Thirdly, why does the CD allow itself to be held hostage to matters of procedure when the mandates for dealing with substance have already been agreed? In the Conference, it is true that matters of procedure are inextricably linked with substance, and this is certainly the case when it comes to developing an appropriately balanced timetable to implement the mandates set out in the work programme. But the balance that is being sought must be responsive to the qualitative differences in the mandates contained in CD/1864, and above all, to the progress achieved in the subsidiary bodies, rather than to the notion of “equal and balanced allocation of time” in CD/1873 tabled by Pakistan almost 3 months after the breakthrough on the work programme.

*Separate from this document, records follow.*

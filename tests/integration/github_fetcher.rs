//! Release-feed fetcher against a mock HTTP server: conditional
//! requests, version gating, asset download and extraction.

use crate::common::tar_gz;
use overseer::fetcher::Fetcher;
use overseer::fetcher::github::GithubFetcher;
use serde_json::json;
use tokio::io::AsyncReadExt;
use wiremock::matchers::{header, method, path};
use wiremock::{Mock, MockServer, ResponseTemplate};

const RELEASE_PATH: &str = "/repos/acme/app/releases/latest";

fn release_body(server_uri: &str, version: &str) -> serde_json::Value {
    json!({
        "tag_name": version,
        "html_url": format!("https://github.com/acme/app/releases/tag/{version}"),
        "body": "assorted fixes",
        "draft": false,
        "prerelease": false,
        "published_at": "2026-02-01T09:00:00Z",
        "assets": [
            {
                "name": "app-linux-amd64.tar.gz",
                "browser_download_url": format!("{server_uri}/assets/app-linux-amd64.tar.gz"),
                "size": 0
            }
        ]
    })
}

/// A fetcher wired to the mock server, with platform-independent
/// predicates so the suite passes on any OS/arch.
fn fetcher(server: &MockServer, current_version: &str) -> GithubFetcher {
    GithubFetcher::new("acme", "app", current_version)
        .with_api_base(server.uri())
        .with_asset_filter(|name| name.ends_with(".tar.gz"))
        .with_binary_filter(|name| name == "app")
}

async fn mount_release(server: &MockServer, version: &str, etag: Option<&str>) {
    let mut response = ResponseTemplate::new(200).set_body_json(release_body(&server.uri(), version));
    if let Some(etag) = etag {
        response = response.insert_header("etag", etag);
    }
    Mock::given(method("GET"))
        .and(path(RELEASE_PATH))
        .respond_with(response)
        .mount(server)
        .await;
}

async fn mount_asset(server: &MockServer, binary_contents: &[u8]) {
    Mock::given(method("GET"))
        .and(path("/assets/app-linux-amd64.tar.gz"))
        .respond_with(
            ResponseTemplate::new(200)
                .set_body_bytes(tar_gz(&[("app", binary_contents), ("README.md", b"docs")])),
        )
        .mount(server)
        .await;
}

#[tokio::test]
async fn newer_release_yields_info_and_reader() {
    let server = MockServer::start().await;
    mount_release(&server, "v1.2.0", None).await;
    mount_asset(&server, b"binary-v1.2.0").await;

    let mut fetcher = fetcher(&server, "v1.0.0");
    fetcher.init().unwrap();

    let fetched = fetcher.fetch(true).await.unwrap().expect("update expected");
    assert_eq!(fetched.info.version, "v1.2.0");
    assert_eq!(fetched.info.fetcher, "github");
    assert_eq!(fetched.info.release_notes, "assorted fixes");
    assert!(fetched.info.published_at.is_some());

    let mut reader = fetched.reader.expect("reader expected");
    let mut contents = Vec::new();
    reader.read_to_end(&mut contents).await.unwrap();
    assert_eq!(contents, b"binary-v1.2.0");
}

#[tokio::test]
async fn unchanged_etag_short_circuits_to_none() {
    let server = MockServer::start().await;
    // The conditional request must win over the unconditional response.
    Mock::given(method("GET"))
        .and(path(RELEASE_PATH))
        .and(header("if-none-match", "\"release-etag-1\""))
        .respond_with(ResponseTemplate::new(304))
        .mount(&server)
        .await;
    mount_release(&server, "v1.2.0", Some("\"release-etag-1\"")).await;
    mount_asset(&server, b"binary-v1.2.0").await;

    let mut fetcher = fetcher(&server, "v1.0.0");
    fetcher.init().unwrap();

    let first = fetcher.fetch(true).await.unwrap();
    assert!(first.is_some(), "first fetch should see the release");

    // Identical call with the cached ETag: not modified, no error.
    let second = fetcher.fetch(true).await.unwrap();
    assert!(second.is_none());
}

#[tokio::test]
async fn stale_remote_version_is_not_an_update() {
    let server = MockServer::start().await;
    mount_release(&server, "v1.2.0", None).await;

    let mut fetcher = fetcher(&server, "v2.0.0");
    fetcher.init().unwrap();

    assert!(fetcher.fetch(true).await.unwrap().is_none());
    assert_eq!(fetcher.current_version(), "v2.0.0");
}

#[tokio::test]
async fn unparseable_remote_version_is_not_an_update() {
    let server = MockServer::start().await;
    mount_release(&server, "nightly-build", None).await;

    let mut fetcher = fetcher(&server, "v1.0.0");
    fetcher.init().unwrap();

    assert!(fetcher.fetch(true).await.unwrap().is_none());
}

#[tokio::test]
async fn current_version_advances_only_through_used_callback() {
    let server = MockServer::start().await;
    // No ETag in the response: every poll refetches the feed.
    mount_release(&server, "v1.2.0", None).await;
    mount_asset(&server, b"binary-v1.2.0").await;

    let mut fetcher = fetcher(&server, "v1.0.0");
    fetcher.init().unwrap();

    let first = fetcher.fetch(true).await.unwrap().expect("update expected");
    assert_eq!(fetcher.current_version(), "v1.0.0");

    // Not adopted yet: the same release is offered again.
    let second = fetcher.fetch(true).await.unwrap().expect("same release again");
    assert_eq!(second.info.version, first.info.version);

    first.used.expect("used callback expected")();
    assert_eq!(fetcher.current_version(), "v1.2.0");

    // Adopted: the release is no longer an update.
    assert!(fetcher.fetch(true).await.unwrap().is_none());
}

#[tokio::test]
async fn missing_platform_asset_is_informational() {
    let server = MockServer::start().await;
    mount_release(&server, "v1.2.0", None).await;

    let mut fetcher = GithubFetcher::new("acme", "app", "v1.0.0")
        .with_api_base(server.uri())
        .with_asset_filter(|_| false)
        .with_binary_filter(|name| name == "app");
    fetcher.init().unwrap();

    let fetched = fetcher.fetch(true).await.unwrap().expect("info expected");
    assert_eq!(fetched.info.version, "v1.2.0");
    assert!(fetched.reader.is_none());
    assert!(fetched.used.is_none());
}

#[tokio::test]
async fn feed_errors_are_errors_not_silence() {
    let server = MockServer::start().await;
    Mock::given(method("GET"))
        .and(path(RELEASE_PATH))
        .respond_with(ResponseTemplate::new(500))
        .mount(&server)
        .await;

    let mut fetcher = fetcher(&server, "v1.0.0");
    fetcher.init().unwrap();

    let err = fetcher.fetch(true).await.unwrap_err();
    assert!(err.to_string().contains("500"));
}

#[tokio::test]
async fn download_progress_reports_byte_counts() {
    let server = MockServer::start().await;
    mount_release(&server, "v1.2.0", None).await;
    mount_asset(&server, b"binary-v1.2.0").await;

    let seen = std::sync::Arc::new(std::sync::atomic::AtomicU64::new(0));
    let seen_in_callback = std::sync::Arc::clone(&seen);
    let mut fetcher = GithubFetcher::new("acme", "app", "v1.0.0")
        .with_api_base(server.uri())
        .with_asset_filter(|name| name.ends_with(".tar.gz"))
        .with_binary_filter(|name| name == "app")
        .with_progress(move |downloaded, _total| {
            seen_in_callback.store(downloaded, std::sync::atomic::Ordering::Relaxed);
        });
    fetcher.init().unwrap();

    fetcher.fetch(true).await.unwrap().expect("update expected");
    assert!(seen.load(std::sync::atomic::Ordering::Relaxed) > 0);
}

In reality, the CD has allowed confusion among various procedural requirements to dominate its existence. Current practice is surely not what was intended by the Rules of Procedure. Why would one want to handicap the CD by having it take formal decisions on its agenda, its programme of work, the mandates of its Working Groups, its timetable and its office bearers before it can actually conduct substantive work? The tail is wagging the dog.
The Rules of Procedure, as well as CD/1036 (the decision on the “Improved and Effective Functioning” of the Conference adopted on 21 August 1990), envisage a much more streamlined and sensible process whereby the programme of work would be no more than that which its literal interpretation suggests, that is, a mere programme rather than an overarching mandate. CD/1036 led to the current rule on the work programme, rule 28, with its emphasis on establishing rather than adopting. This is not a matter of semantics. It contemplates that mandates such as those contained in CD/1864 could be given effect through the efforts that a President would undertake in establishing through his or her consultations that no reasonable objection exists to the proposed manner of implementing the decision on the Working Groups’ mandates.
No-one underestimates the complexity of the substantive work facing the Conference. But surely that challenge will be less debilitating and damaging for the CD as an institution - and for the standing of its Members - than any prolongation of the charade of elevating the implementation of a formal decision to the same level of decision-making as for the work programme (i.e., mandate) itself. The immediate way ahead requires a greater readiness among Members to address the CD’s current problems on the floor of the Council Chamber rather than leaving it to successive Presidents to work miracles behind the scenes.